Brexit

Retour imminent à Guernesey des pêcheurs français


AFP le 04/02/2020 à 16:30

Les pêcheurs français privés d'accès aux eaux de l'île anglo-normande de Guernesey depuis samedi, jour de l'entrée en vigueur du Brexit, devraient pouvoir y retourner d'ici à la fin de semaine, a assuré mardi la secrétaire d'État chargée des affaires européennes Amélie de Montchalin.

« Je pense que d’ici à la fin de la semaine, si on travaille comme on se l’est dit, les choses vont rentrer dans l’ordre », a déclaré à l’AFP la secrétaire d’État, en marge d’une visite d’une entreprise de mareyage près de Caen.

« On a un accord diplomatique. On a reçu une lettre formelle de sa Majesté la couronne (…) On a un accord politique (…) Maintenant, on est dans la mise en œuvre. On va par exemple demander des immatriculations internationales à des pêcheurs qui parfois n’en ont pas. Il y a des petites démarches administratives », a précisé la secrétaire d’État, accompagnée de la porte-parole du gouvernement Sibeth Ndiaye.

La Commission européenne « a prévalidé une liste de bateaux » qui veulent pêcher à Guernesey et « on a un accord avec Guernesey pour qu’ils ne prélèvent pas d’argent, que ce soit sans frais », a aussi indiqué Amélie de Montchalin qui s’était auparavant rendue à Port-en-Bessin (Calvados). « C’est un sujet où il y a eu mobilisation générale, Didier Guillaume (ministre de l’agriculture, ndlr), le Premier ministre, le Président », a-t-elle ajouté.

Lundi à Bruxelles, « j’ai alerté les commissaires sur le fait que c’est un sujet qui n’était pas du tout symbolique, qui était clé pour la confiance dans la négociation future ». Pour les pêcheurs, il est important « qu’on ne crée pas un précédent en restreignant une petite zone au milieu de la Manche pour des raisons diplomatiques », a dit Amélie de Montchalin.

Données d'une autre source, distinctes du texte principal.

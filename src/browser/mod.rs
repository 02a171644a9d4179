//! Browser session management
//!
//! Wraps a Chrome/Chromium instance driven over the Chrome DevTools Protocol.
//! The session owns the browser process (or a WebSocket connection to an
//! existing one) and resolves the tab that currently displays the
//! presentation viewer.

pub mod config;
pub mod session;

pub use config::{ConnectionOptions, LaunchOptions};
pub use session::BrowserSession;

Selon le président du comité régional des pêches de Normandie, Dimitri Rogoff, « une petite cinquantaine de bateaux normands et plus d’une centaine de bateaux bretons sont plus ou moins dépendants » des eaux de Guernesey. Selon le comité des pêches breton, ils sont « une petite centaine » en tout sur les deux régions.

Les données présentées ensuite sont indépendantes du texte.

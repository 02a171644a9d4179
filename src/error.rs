//! Error types and result aliases

use thiserror::Error;

/// Errors that can occur while driving the viewer or assembling the document
#[derive(Debug, Error)]
pub enum ExportError {
    /// Failed to launch the browser
    #[error("Failed to launch browser: {0}")]
    LaunchFailed(String),

    /// Failed to connect to an existing browser instance
    #[error("Failed to connect to browser: {0}")]
    ConnectionFailed(String),

    /// A tab-level operation failed
    #[error("Tab operation failed: {0}")]
    TabOperationFailed(String),

    /// Script evaluation in the page failed
    #[error("Script evaluation failed: {0}")]
    ScriptFailed(String),

    /// Navigation command could not be issued
    #[error("Navigation failed: {0}")]
    NavigationFailed(String),

    /// An expected element was not found in the page
    #[error("Element not found: {0}")]
    ElementNotFound(String),

    /// The total slide count could not be detected; fatal to the whole export
    #[error("Slide count could not be detected")]
    SlideCountUndetected,

    /// Another export is already running in this process
    #[error("An export is already in progress")]
    ExportInProgress,

    /// Capturing a single slide failed
    #[error("Slide capture failed: {0}")]
    CaptureFailed(String),

    /// Assembling the PDF document failed
    #[error("Document assembly failed: {0}")]
    AssemblyFailed(String),

    /// Filesystem error while writing the document
    #[error("I/O error: {0}")]
    Io(#[from] std::io::Error),
}

/// Result alias used throughout the crate
pub type Result<T> = std::result::Result<T, ExportError>;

Le gouvernement avait annoncé samedi que les autorités de Guernesey avaient « temporairement suspendu » l’accès des navires de pêche français aux eaux de l’île anglo-normande. Guernesey a « un statut très spécial », qui relève de la couronne britannique et non du gouvernement britannique, a rappelé la ministre.

« Vous avez vu avec Guernesey. Déjà le lendemain du Brexit c’est le bazar », a confié à l’AFP Didier Lequertier, le patron de l’entreprise de mareyage d’une centaine de salariés, avant l’arrivée des ministres.

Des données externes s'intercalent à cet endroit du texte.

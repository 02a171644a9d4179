//! Observation and control of the slide viewer
//!
//! The viewer is a third-party UI this crate does not own: navigation is
//! requested, never guaranteed, and the current position must be inferred
//! from two independently-updated signals. This module provides:
//! - [`DeckSurface`] / [`HostUi`]: the narrow boundary to the viewer page,
//!   with [`CdpViewer`] as the CDP-backed implementation
//! - [`SlideLocator`]: position and slide-count resolution over noisy signals
//! - [`Navigator`]: bounded-retry navigation with a synthetic-input fallback
//! - [`InputGuard`]: whole-document input suppression while a traversal runs

pub mod guard;
pub mod locator;
pub mod navigator;
pub mod surface;

#[cfg(test)]
pub(crate) mod fake;

pub use guard::InputGuard;
pub use locator::SlideLocator;
pub use navigator::{Navigator, NavigatorConfig};
pub use surface::{CdpViewer, DeckSurface, HostUi, NudgeDirection, SLIDE_SURFACE_SELECTOR};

« C’est une mauvaise séquence au départ du Brexit parce qu’il a fallu dire aux bateaux le 30 janvier « vous dégagez pour le 31 janvier ». Certains ne sont toujours pas repartis en mer parce que ils sont privés de leur zone. Mais il y a une volonté de s’en sortir de part et d’autre », a commenté Dimitri Rogoff interrogé par téléphone. « On a envoyé un signe fort à l’Europe et au gouvernement français que si à la fin de l’année ça se passe comme ça, ça va être un bordel sans nom », a-t-il ajouté.

Selon lui, des « négociations entre la grande puissance maritime française et le petit Etat de Guernesey » ont dans un premier temps « échoué vendredi matin ». Guernesey « avait la pression de Boris Johnson qui disait « molissez pas ». La presse britannique s’est emparée du sujet pour dire « voilà, on est sorti et on commence par les foutre dehors » », a poursuivi Dimitri Rogoff.